The binding is based on access mode, storage class, capacity, and label selectors. Once bound, the relationship is exclusive — no other PVC can claim that PV.

StorageClasses

A StorageClass defines how storage is provisioned. It names a provisioner, sets parameters, and configures reclaim behavior:

apiVersion: storage.k8s.io/v1
kind: StorageClass
metadata:
  name: fast-ssd
provisioner: ebs.csi.aws.com
parameters:
  type: gp3
  iops: "5000"
  throughput: "250"
reclaimPolicy: Delete
volumeBindingMode: WaitForFirstConsumer
allowVolumeExpansion: true
Field Purpose
provisioner Which CSI driver or in-tree plugin creates volumes
parameters Provider-specific knobs (disk type, IOPS, encryption)
reclaimPolicy What happens to the PV when PVC is deleted
volumeBindingMode Immediate or WaitForFirstConsumer
allowVolumeExpansion Whether PVCs can request more space after creation

Dynamic Provisioning

With a StorageClass in place, you never create PVs manually. The flow:

  1. Pod references a PVC
  2. PVC references a StorageClass
  3. Kubernetes calls the CSI driver to create a volume
  4. A PV is automatically created and bound to the PVC
  5. The volume is mounted into the pod

WaitForFirstConsumer delays provisioning until a pod actually needs the volume. This ensures the volume is created in the same availability zone as the node — critical for cloud providers where disks are zone-local.

Access Modes

Mode Abbreviation Description
ReadWriteOnce RWO Mounted read-write by a single node
ReadOnlyMany ROX Mounted read-only by many nodes
ReadWriteMany RWX Mounted read-write by many nodes
ReadWriteOncePod RWOP Mounted read-write by a single pod (K8s 1.27+)

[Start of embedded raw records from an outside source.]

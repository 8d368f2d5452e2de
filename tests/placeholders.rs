//! Every placeholder rule, scalar method and intrinsic, driven through the
//! binder and rewriter from kernel source.

use kernelc::extract::decompile;
use kernelc::rewrite::placeholder::{
    Member, Placeholder, Receiver, INTRINSICS, PLACEHOLDERS, SCALAR_METHODS,
};
use kernelc::rewrite::rewrite;
use kernelc::{Capture, FieldDecl, HlslTypeTable, Kernel, KernelId, KernelSource};

struct Scratch;

impl Kernel for Scratch {
    fn source() -> KernelSource {
        KernelSource::new("|ids| { }")
    }

    fn fields() -> Vec<FieldDecl> {
        Vec::new()
    }

    fn capture(&self, _: usize) -> Capture<'_> {
        Capture::bool(false)
    }
}

fn fields() -> Vec<FieldDecl> {
    vec![
        FieldDecl::instance("input", "ReadOnlyBuffer<f32>"),
        FieldDecl::instance("factor", "f32"),
        FieldDecl::instance("count", "u32"),
        FieldDecl::instance("offset", "Float4"),
        FieldDecl::instance("transform", "Float4x4"),
        FieldDecl::instance("mask", "Bool4"),
        FieldDecl::instance("bits", "UInt4"),
    ]
}

/// HLSL text of `expr` as the initializer of a local.
fn lower(expr: &str) -> String {
    let source: &'static str = Box::leak(format!("|ids| {{ let v = {}; }}", expr).into_boxed_str());
    let body = match decompile(KernelId::of::<Scratch>(), source, fields(), Vec::new()) {
        Ok(body) => body,
        Err(err) => panic!("`{}` does not bind:\n{}", expr, err.report()),
    };
    let text = match rewrite(&body, &HlslTypeTable) {
        Ok(out) => out.text,
        Err(diags) => panic!("`{}` does not rewrite: {:?}", expr, diags),
    };
    let line = text
        .lines()
        .find(|l| l.contains(" v = "))
        .unwrap_or_else(|| panic!("no initializer in {}", text));
    let start = line.find(" v = ").unwrap() + 5;
    line[start..line.len() - 1].to_string()
}

/// A host expression exercising `rule`, and the HLSL it must become.
fn sample(rule: &Placeholder) -> Option<(&'static str, &'static str)> {
    let case = match (rule.receiver, rule.member) {
        (Receiver::Buffer, Member::Index) => ("input[ids.x]", "input[ids.x]"),
        (Receiver::Vector, Member::Index) => ("offset[2]", "offset[2]"),
        (Receiver::Matrix, Member::Index) => ("transform[1]", "transform[1]"),
        (Receiver::Matrix, Member::MatrixSwizzle) => (
            "transform[(MatrixIndex::M11, MatrixIndex::M22)]",
            "transform._m00_m11",
        ),
        (Receiver::Matrix, Member::Element) => ("transform.m34()", "transform._m23"),
        (Receiver::Vector, Member::Swizzle) => ("offset.wzyx()", "offset.wzyx"),
        (Receiver::Vector, Member::Component) => ("offset.y", "offset.y"),
        (Receiver::ThreadIds, Member::Component) => ("ids.z", "ids.z"),
        (Receiver::Vector, Member::Neg) => ("-offset", "-offset"),
        (Receiver::Matrix, Member::Neg) => ("-transform", "-transform"),
        (Receiver::Vector, Member::Not) => ("!mask", "!mask"),
        (Receiver::Vector, Member::Complement) => ("!bits", "~bits"),
        (Receiver::Vector, Member::Arith) => ("offset * offset", "offset * offset"),
        (Receiver::Matrix, Member::Arith) => ("transform + transform", "transform + transform"),
        (Receiver::Vector, Member::Compare) => ("offset < offset", "offset < offset"),
        (Receiver::Vector, Member::Bitwise) => ("bits ^ bits", "bits ^ bits"),
        (Receiver::Scalar, Member::Method) => ("factor.powf(2.0)", "pow(factor, 2.0)"),
        (Receiver::Hlsl, Member::Intrinsic) => (
            "Hlsl::lerp(offset, offset, factor)",
            "lerp(offset, offset, factor)",
        ),
        (Receiver::Constructor, Member::New) => ("Float2::new(factor, 1.0)", "float2(factor, 1.0)"),
        (Receiver::Constructor, Member::Splat) => ("UInt3::splat(count)", "(uint3)(count)"),
        _ => return None,
    };
    Some(case)
}

#[test]
fn test_every_rule_rewrites_from_source() {
    for rule in PLACEHOLDERS {
        let (host, hlsl) =
            sample(rule).unwrap_or_else(|| panic!("no sample for {:?}/{:?}", rule.receiver, rule.member));
        assert_eq!(lower(host), hlsl, "{:?}/{:?}", rule.receiver, rule.member);
    }
}

#[test]
fn test_every_scalar_method() {
    for method in SCALAR_METHODS {
        let args = vec!["factor"; method.arity + 1].join(", ");
        let host = match method.arity {
            0 => format!("factor.{}()", method.name),
            n => format!("factor.{}({})", method.name, vec!["factor"; n].join(", ")),
        };
        assert_eq!(lower(&host), format!("{}({})", method.hlsl, args), "{}", method.name);
    }
}

#[test]
fn test_integer_methods_accept_integers_only_where_allowed() {
    for method in SCALAR_METHODS.iter().filter(|m| m.integers) {
        let host = match method.arity {
            0 => format!("count.{}()", method.name),
            n => format!("count.{}({})", method.name, vec!["count"; n].join(", ")),
        };
        assert!(lower(&host).starts_with(method.hlsl), "{}", method.name);
    }
    let err = decompile(
        KernelId::of::<Scratch>(),
        "|ids| { let v = count.sqrt(); }",
        fields(),
        Vec::new(),
    )
    .unwrap_err();
    assert!(err.to_string().contains("no method named `sqrt`"));
}

#[test]
fn test_every_intrinsic() {
    for intrinsic in INTRINSICS {
        let (host, hlsl) = if intrinsic.name == "mul" {
            (
                "Hlsl::mul(transform, offset)".to_string(),
                "mul(transform, offset)".to_string(),
            )
        } else {
            let args = vec!["offset"; intrinsic.arity].join(", ");
            (
                format!("Hlsl::{}({})", intrinsic.name, args),
                format!("{}({})", intrinsic.name, args),
            )
        };
        assert_eq!(lower(&host), hlsl, "{}", intrinsic.name);
    }
}

#[test]
fn test_intrinsic_arity_is_checked() {
    let err = decompile(
        KernelId::of::<Scratch>(),
        "|ids| { let v = Hlsl::dot(offset); }",
        fields(),
        Vec::new(),
    )
    .unwrap_err();
    assert!(err.to_string().contains("takes 2 arguments but 1"));
}
use crate::span::Span;

/// A front-end diagnostic raised while recovering a kernel body.
#[derive(Clone, Debug, PartialEq)]
pub struct Diagnostic {
    pub message: String,
    pub span: Span,
    pub notes: Vec<String>,
    pub help: Option<String>,
}

impl Diagnostic {
    pub fn error(message: String, span: Span) -> Self {
        Self {
            message,
            span,
            notes: Vec::new(),
            help: None,
        }
    }

    pub fn with_note(mut self, note: String) -> Self {
        self.notes.push(note);
        self
    }

    pub fn with_help(mut self, help: String) -> Self {
        self.help = Some(help);
        self
    }

    /// Render the diagnostic against the kernel source using ariadne.
    ///
    /// Output is plain text (no ANSI colors) so it can be embedded in logs
    /// and error messages.
    pub fn render(&self, name: &str, source: &str) -> String {
        use ariadne::{Config, Label, Report, ReportKind, Source};

        let len = source.len();
        let start = (self.span.start as usize).min(len);
        let end = (self.span.end as usize).clamp(start, len);

        let mut report = Report::build(ReportKind::Error, name, start)
            .with_config(Config::default().with_color(false))
            .with_message(&self.message)
            .with_label(Label::new((name, start..end)).with_message(&self.message));

        for note in &self.notes {
            report = report.with_note(note);
        }

        if let Some(help) = &self.help {
            report = report.with_help(help);
        }

        let mut out = Vec::new();
        if report
            .finish()
            .write((name, Source::from(source)), &mut out)
            .is_err()
        {
            return format!("{}: {}", name, self.message);
        }
        String::from_utf8_lossy(&out).into_owned()
    }
}

impl std::fmt::Display for Diagnostic {
    fn fmt(&self, f: &mut std::fmt::Formatter<'_>) -> std::fmt::Result {
        write!(
            f,
            "{} (at {}..{})",
            self.message, self.span.start, self.span.end
        )
    }
}

/// Render a list of diagnostics into one report.
pub fn render_diagnostics(diagnostics: &[Diagnostic], name: &str, source: &str) -> String {
    diagnostics
        .iter()
        .map(|d| d.render(name, source))
        .collect::<Vec<_>>()
        .join("\n")
}
/// All lexemes of the kernel-body language (a Rust closure subset).
#[derive(Clone, Debug, PartialEq)]
pub enum Lexeme {
    // Keywords
    Let,
    Mut,
    If,
    Else,
    For,
    In,
    While,
    Loop,
    Break,
    Continue,
    Return,
    As,
    Move,
    True,
    False,

    // Symbols
    LParen,     // (
    RParen,     // )
    LBrace,     // {
    RBrace,     // }
    LBracket,   // [
    RBracket,   // ]
    Comma,      // ,
    Colon,      // :
    ColonColon, // ::
    Semicolon,  // ;
    Dot,        // .
    DotDot,     // ..
    DotDotEq,   // ..=
    Pipe,       // |
    PipePipe,   // ||
    Amp,        // &
    AmpAmp,     // &&
    Caret,      // ^
    Bang,       // !
    BangEq,     // !=
    Eq,         // =
    EqEq,       // ==
    Lt,         // <
    Le,         // <=
    Gt,         // >
    Ge,         // >=
    Shl,        // <<
    Shr,        // >>
    Plus,       // +
    Minus,      // -
    Star,       // *
    Slash,      // /
    Percent,    // %
    PlusEq,     // +=
    MinusEq,    // -=
    StarEq,     // *=
    SlashEq,    // /=
    PercentEq,  // %=
    AmpEq,      // &=
    PipeEq,     // |=
    CaretEq,    // ^=
    ShlEq,      // <<=
    ShrEq,      // >>=

    // Literals. `text` is the literal as written minus its suffix.
    Integer { text: String, suffix: Option<String> },
    Float { text: String, suffix: Option<String> },
    Ident(String),

    // End of input
    Eof,
}

impl Lexeme {
    /// Try to match an identifier string to a keyword lexeme.
    pub fn from_keyword(s: &str) -> Option<Lexeme> {
        match s {
            "let" => Some(Lexeme::Let),
            "mut" => Some(Lexeme::Mut),
            "if" => Some(Lexeme::If),
            "else" => Some(Lexeme::Else),
            "for" => Some(Lexeme::For),
            "in" => Some(Lexeme::In),
            "while" => Some(Lexeme::While),
            "loop" => Some(Lexeme::Loop),
            "break" => Some(Lexeme::Break),
            "continue" => Some(Lexeme::Continue),
            "return" => Some(Lexeme::Return),
            "as" => Some(Lexeme::As),
            "move" => Some(Lexeme::Move),
            "true" => Some(Lexeme::True),
            "false" => Some(Lexeme::False),
            _ => None,
        }
    }

    /// Human-readable description for parser error messages.
    pub fn description(&self) -> String {
        match self {
            Lexeme::Let => "'let'".into(),
            Lexeme::Mut => "'mut'".into(),
            Lexeme::If => "'if'".into(),
            Lexeme::Else => "'else'".into(),
            Lexeme::For => "'for'".into(),
            Lexeme::In => "'in'".into(),
            Lexeme::While => "'while'".into(),
            Lexeme::Loop => "'loop'".into(),
            Lexeme::Break => "'break'".into(),
            Lexeme::Continue => "'continue'".into(),
            Lexeme::Return => "'return'".into(),
            Lexeme::As => "'as'".into(),
            Lexeme::Move => "'move'".into(),
            Lexeme::True => "'true'".into(),
            Lexeme::False => "'false'".into(),
            Lexeme::LParen => "'('".into(),
            Lexeme::RParen => "')'".into(),
            Lexeme::LBrace => "'{'".into(),
            Lexeme::RBrace => "'}'".into(),
            Lexeme::LBracket => "'['".into(),
            Lexeme::RBracket => "']'".into(),
            Lexeme::Comma => "','".into(),
            Lexeme::Colon => "':'".into(),
            Lexeme::ColonColon => "'::'".into(),
            Lexeme::Semicolon => "';'".into(),
            Lexeme::Dot => "'.'".into(),
            Lexeme::DotDot => "'..'".into(),
            Lexeme::DotDotEq => "'..='".into(),
            Lexeme::Pipe => "'|'".into(),
            Lexeme::PipePipe => "'||'".into(),
            Lexeme::Amp => "'&'".into(),
            Lexeme::AmpAmp => "'&&'".into(),
            Lexeme::Caret => "'^'".into(),
            Lexeme::Bang => "'!'".into(),
            Lexeme::BangEq => "'!='".into(),
            Lexeme::Eq => "'='".into(),
            Lexeme::EqEq => "'=='".into(),
            Lexeme::Lt => "'<'".into(),
            Lexeme::Le => "'<='".into(),
            Lexeme::Gt => "'>'".into(),
            Lexeme::Ge => "'>='".into(),
            Lexeme::Shl => "'<<'".into(),
            Lexeme::Shr => "'>>'".into(),
            Lexeme::Plus => "'+'".into(),
            Lexeme::Minus => "'-'".into(),
            Lexeme::Star => "'*'".into(),
            Lexeme::Slash => "'/'".into(),
            Lexeme::Percent => "'%'".into(),
            Lexeme::PlusEq => "'+='".into(),
            Lexeme::MinusEq => "'-='".into(),
            Lexeme::StarEq => "'*='".into(),
            Lexeme::SlashEq => "'/='".into(),
            Lexeme::PercentEq => "'%='".into(),
            Lexeme::AmpEq => "'&='".into(),
            Lexeme::PipeEq => "'|='".into(),
            Lexeme::CaretEq => "'^='".into(),
            Lexeme::ShlEq => "'<<='".into(),
            Lexeme::ShrEq => "'>>='".into(),
            Lexeme::Integer { text, .. } => format!("integer literal '{}'", text),
            Lexeme::Float { text, .. } => format!("float literal '{}'", text),
            Lexeme::Ident(s) => format!("identifier '{}'", s),
            Lexeme::Eof => "end of input".into(),
        }
    }
}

RWO is the most common — block storage (EBS, Azure Disk, GCE PD) is inherently single-attach. RWX requires a shared filesystem (NFS, EFS, CephFS, Azure Files). ROX is useful for distributing config or reference data to many pods.

Common mistake: assuming RWO means single-pod. RWO means single-node — multiple pods on the same node can all mount an RWO volume.

Reclaim Policies

Policy Behavior
Retain PV persists after PVC deletion; admin must manually reclaim
Delete PV and underlying storage are deleted when PVC is deleted
Recycle Deprecated. Was rm -rf /thevolume/* and made PV available again

For production databases, use Retain. For ephemeral workloads, Delete is fine. Never rely on Recycle.

Under the hood: The Container Storage Interface (CSI) specification was created in December 2017 by engineers from Google, Red Hat, VMware, and others to decouple storage from the Kubernetes codebase. Before CSI, storage vendors had to submit code directly to the Kubernetes repository (called "in-tree" plugins), which slowed both Kubernetes releases and vendor iteration. CSI moved storage drivers "out-of-tree" — vendors ship their own container images that implement a gRPC interface. CSI reached GA in Kubernetes 1.13 (December 2018). The old in-tree plugins (like kubernetes.io/aws-ebs) are being migrated to CSI drivers and will eventually be removed.

CSI Drivers

The Container Storage Interface (CSI) is the standard for connecting storage systems to Kubernetes. Each cloud or storage vendor ships a CSI driver:

Provider Driver
AWS EBS ebs.csi.aws.com
AWS EFS efs.csi.aws.com
GCE PD pd.csi.storage.gke.io
Azure Disk disk.csi.azure.com
Azure Files file.csi.azure.com
Ceph RBD rbd.csi.ceph.com
NFS nfs.csi.k8s.io

CSI drivers run as DaemonSets (node plugin) and Deployments (controller). Check driver health:

kubectl get pods -n kube-system -l app=ebs-csi-controller
kubectl get csinodes
kubectl get csidrivers

Volume Snapshots

Volume snapshots allow point-in-time copies of PVCs, useful for backups and cloning:

apiVersion: snapshot.storage.k8s.io/v1
kind: VolumeSnapshot
metadata:
  name: pg-data-snap-20260315
spec:
  volumeSnapshotClassName: csi-aws-snapclass
  source:
    persistentVolumeClaimName: data-postgres-0

Restore from a snapshot by referencing it in a new PVC:

apiVersion: v1
kind: PersistentVolumeClaim
metadata:
  name: data-postgres-restored
spec:
  dataSource:
    name: pg-data-snap-20260315
    kind: VolumeSnapshot
    apiGroup: snapshot.storage.k8s.io
  accessModes:
    - ReadWriteOnce
  storageClassName: fast-ssd
  resources:
    requests:
      storage: 50Gi

Volume snapshots require a CSI driver that supports them and a VolumeSnapshotClass.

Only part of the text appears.